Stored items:

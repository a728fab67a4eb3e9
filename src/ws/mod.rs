//! WebSocket layer: connection handling, message routing, subscriptions.
//!
//! The WebSocket endpoint at `/ws` lets terminals follow the sessions they
//! serve: payments, splits and completion are pushed as they commit, and
//! the current state of a session can be fetched on the same socket.

pub mod connection;
pub mod handler;
pub mod messages;
pub mod subscription;
//! Persistence layer: session journal with event log and snapshots.
//!
//! [`SessionJournal`] is the durability seam the service commits through.
//! Every accepted mutation hands the journal the new session snapshot and
//! the events that produced it; the in-memory state only changes after
//! the journal accepts both. The concrete implementation in [`postgres`]
//! uses `sqlx::PgPool` and one transaction per commit.

pub mod models;
pub mod postgres;

use async_trait::async_trait;
use chrono::{DateTime, Utc};

use crate::domain::{PaymentSession, SeatRecord, SessionEvent};
use crate::error::GatewayError;

pub use postgres::PostgresPersistence;

/// Durable store for sessions, their events, and seats.
#[async_trait]
pub trait SessionJournal: Send + Sync + std::fmt::Debug {
    /// Atomically appends `events` and stores `session` as the latest
    /// snapshot.
    ///
    /// # Errors
    ///
    /// Returns [`GatewayError::PersistenceError`] if nothing was stored.
    async fn commit_session(
        &self,
        session: &PaymentSession,
        events: &[SessionEvent],
    ) -> Result<(), GatewayError>;

    /// Stores a seat with its associations.
    ///
    /// # Errors
    ///
    /// Returns [`GatewayError::PersistenceError`] on storage failure.
    async fn save_seat(&self, record: &SeatRecord) -> Result<(), GatewayError>;

    /// Loads the latest snapshot of every session.
    ///
    /// # Errors
    ///
    /// Returns [`GatewayError::PersistenceError`] on storage failure.
    async fn load_sessions(&self) -> Result<Vec<PaymentSession>, GatewayError>;

    /// Loads every seat with its associations.
    ///
    /// # Errors
    ///
    /// Returns [`GatewayError::PersistenceError`] on storage failure.
    async fn load_seats(&self) -> Result<Vec<SeatRecord>, GatewayError>;

    /// Deletes the event log of sessions completed before `cutoff`.
    /// Snapshots are kept, so a settled order is still known after a
    /// restart. Returns the number of events removed.
    ///
    /// # Errors
    ///
    /// Returns [`GatewayError::PersistenceError`] on storage failure.
    async fn purge_completed_events_before(
        &self,
        cutoff: DateTime<Utc>,
    ) -> Result<u64, GatewayError>;
}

• **PROBLEM**:
Exactly as they stand in the records above, print the lines from the one containing "async fn load_seats(&self)" through the final line, inclusive.

• **ANSWER TO THIS EXERCISE**:
    async fn load_seats(&self) -> Result<Vec<SeatRecord>, GatewayError>;

    /// Deletes the event log of sessions completed before `cutoff`.
    /// Snapshots are kept, so a settled order is still known after a
    /// restart. Returns the number of events removed.
    ///
    /// # Errors
    ///
    /// Returns [`GatewayError::PersistenceError`] on storage failure.
    async fn purge_completed_events_before(
        &self,
        cutoff: DateTime<Utc>,
    ) -> Result<u64, GatewayError>;
}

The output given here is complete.